Fourth, we were not able to isolate the effects of the technical aspects of simulation-based education from those of didactic teaching and other infection control cointerventions. Complications from central venous catheters arise beyond the act of insertion itself. Other aspects of CVC such as availability of proper equipment and supplies, catheter maintenance, and monitoring often require coordinated interprofessional team effort.51 Therefore, the extent of benefits gained from a simulation-based educational intervention needs to be placed within the context of other hospital-wide educational efforts aimed at decreasing complications.
In addition, our review has limitations. First, despite work by others clearly demonstrating the effectiveness of providing feedback, repetitive practice, and providing learners with a range of task difficulty,55 we did not explore the effects of specific elements of curriculum design on outcomes. Our review suggests that whereas some of these elements were clearly included in the educational intervention (up to 45% of studies reported giving feedback), other features were rarely reported, such as presenting learners with a range of task difficulty.
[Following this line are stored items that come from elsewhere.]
//! Test fixtures and a simulated radio
//!
//! `FakeRadio` decides what the device reports for whichever combination is
//! currently applied, so device and metrics fakes stay consistent.

use std::collections::{BTreeSet, HashMap};
use std::sync::Mutex;

use band_orchestrator::CampaignConfig;
use shared::{Band, Combination, SignalMetrics, ThroughputMetrics};
use std::time::Duration;

/// Standard test data and fixtures
pub struct TestFixtures;

impl TestFixtures {
    pub const SMALL_CATALOG: &'static [u16] = &[1, 3, 20];
    pub const WIDE_CATALOG: &'static [u16] = &[1, 3, 7, 20, 28];

    /// Campaign config with no waits and generous call bounds
    pub fn config(bands: &[u16], max_group_size: usize) -> CampaignConfig {
        CampaignConfig {
            catalog: Self::bands(bands),
            max_group_size,
            stabilization_wait: Duration::ZERO,
            settle_wait: Duration::ZERO,
            apply_timeout: Duration::from_secs(5),
            signal_timeout: Duration::from_secs(5),
            throughput_timeout: Duration::from_secs(5),
            ..CampaignConfig::default()
        }
    }

    pub fn bands(numbers: &[u16]) -> Vec<Band> {
        numbers.iter().copied().map(Band::new).collect()
    }

    pub fn combination(identity: &str) -> Combination {
        identity.parse().unwrap()
    }
}

/// Simulated radio environment
#[derive(Default)]
pub struct FakeRadio {
    /// Bands without any coverage
    pub dead: BTreeSet<Band>,
    /// Bands with coverage but no usable data path
    pub stalled: BTreeSet<Band>,
    /// Remaining apply failures per combination identity
    pub flaky: Mutex<HashMap<String, u32>>,
    /// Remaining apply calls per identity that never return
    pub hanging: Mutex<HashMap<String, u32>>,
    /// Identity whose apply loses the session for good
    pub fatal: Option<String>,
    current: Mutex<Option<Combination>>,
}

impl FakeRadio {
    pub fn new() -> Self {
        Self::default()
    }

    pub fn with_dead(mut self, bands: &[u16]) -> Self {
        self.dead.extend(TestFixtures::bands(bands));
        self
    }

    pub fn with_stalled(mut self, bands: &[u16]) -> Self {
        self.stalled.extend(TestFixtures::bands(bands));
        self
    }

    pub fn with_flaky(self, identity: &str, failures: u32) -> Self {
        self.flaky.lock().unwrap().insert(identity.to_string(), failures);
        self
    }

    pub fn with_hanging(self, identity: &str, times: u32) -> Self {
        self.hanging.lock().unwrap().insert(identity.to_string(), times);
        self
    }

    pub fn with_fatal(mut self, identity: &str) -> Self {
        self.fatal = Some(identity.to_string());
        self
    }

    /// Whether the next apply of `identity` should fail, consuming one failure
    pub fn take_failure(&self, identity: &str) -> bool {
        Self::take(&self.flaky, identity)
    }

    /// Whether the next apply of `identity` should hang, consuming one hang
    pub fn take_hang(&self, identity: &str) -> bool {
        Self::take(&self.hanging, identity)
    }

    fn take(remaining_by_identity: &Mutex<HashMap<String, u32>>, identity: &str) -> bool {
        let mut remaining_by_identity = remaining_by_identity.lock().unwrap();
        match remaining_by_identity.get_mut(identity) {
            Some(remaining) if *remaining > 0 => {
                *remaining -= 1;
                true
            }
            _ => false,
        }
    }

    pub fn set_current(&self, combination: &Combination) {
        *self.current.lock().unwrap() = Some(combination.clone());
    }

    fn live_bands(&self) -> Vec<Band> {
        let current = self.current.lock().unwrap();
        match current.as_ref() {
            Some(c) if c.is_auto() => vec![Band::new(3)],
            Some(c) => c.bands().iter().copied().filter(|b| !self.dead.contains(b)).collect(),
            None => Vec::new(),
        }
    }

    pub fn no_service(&self) -> bool {
        self.live_bands().is_empty()
    }

    pub fn signal(&self) -> SignalMetrics {
        match self.live_bands().first() {
            Some(band) => SignalMetrics {
                band: format!("B{band}"),
                rsrp: format!("-{}dBm", 80 + band.number() % 20),
                rsrq: "-10dB".to_string(),
                sinr: "12dB".to_string(),
                cell_id: "4242".to_string(),
                enodeb_id: "99".to_string(),
            },
            None => SignalMetrics::unavailable(),
        }
    }

    /// Download grows with the sum of working band numbers
    pub fn throughput(&self) -> ThroughputMetrics {
        let working: Vec<u16> = self
            .live_bands()
            .into_iter()
            .filter(|b| !self.stalled.contains(b))
            .map(|b| b.number())
            .collect();
        if working.is_empty() {
            return ThroughputMetrics::default();
        }
        let sum: u16 = working.iter().sum();
        ThroughputMetrics {
            download_mbps: f64::from(sum) * 2.0,
            upload_mbps: f64::from(sum) / 2.0,
            ping_ms: 30.0,
        }
    }
}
Second, some studies could not be included in the pooled analyses because of missing data, despite contacting the authors for more information. Third, unexplained heterogeneity was noted among several outcomes. Last, pooling effect sizes across study designs is problematic.17 We have therefore provided results for our meta-analyses, stratified by study design.
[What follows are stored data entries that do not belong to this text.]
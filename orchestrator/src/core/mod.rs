//! Core campaign logic
//!
//! Pure business logic with no I/O dependencies. Everything here is
//! deterministic for fixed inputs and testable without a device.

pub mod attempt;
pub mod failure;
pub mod generator;
pub mod planner;
pub mod report;

pub use attempt::{transition, AttemptEvent, AttemptState, InvalidTransition};
pub use failure::{Classification, FailureState, SkipReason};
pub use planner::{plan_work, WorkPlan};
pub use report::{CampaignReport, SkippedCombination};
These limitations notwithstanding, this meta-analysis provides a detailed assessment of the effects of simulation-based education for CVC on learner and patient outcomes. Benefits seen in learner outcomes were consistent, with moderate effect sizes. In light of increasing concern regarding patient safety issues,56 we recommend that the implementation of simulation-based educational programs become a strategic priority for educating learners who insert central venous catheters. Assessing for the effectiveness of elements of instructional designs relating to learners, instructors, simulators, and environment was beyond the scope of our review. For future studies, we recommend that the academic research community focus its attention on the following questions:
* What is the effect of specific elements of instructional design such as mastery learning,25,40–42 simulator fidelity, and teaching environment on competency?
* What is the effect of simulation-based education on skill retention and skill transfer?
In conclusion, results from our meta-analysis support the use of simulation in the education of central venous catheter insertion. Simulation-based teaching for CVC should be made available for learners striving to attain competency in this procedure.
This study was funded in part by the Departments of Medicine and Surgery Research Development Fund from the University of Calgary. Paul Ronksley received funding from the Frederick Banting and Charles Best Canada Graduate Scholarship from the Canadian Institutes of Health Research. Dr. Ghali received funding from the Government of Canada Research Chair in Health Services Research and Senior Health Scholar award from Alberta Innovates-Health Solutions. The funding agencies had no role in the design and conduct of this study; in the collection, management, analysis, and interpretation of the data; or in the preparation, review, and approval of the manuscript.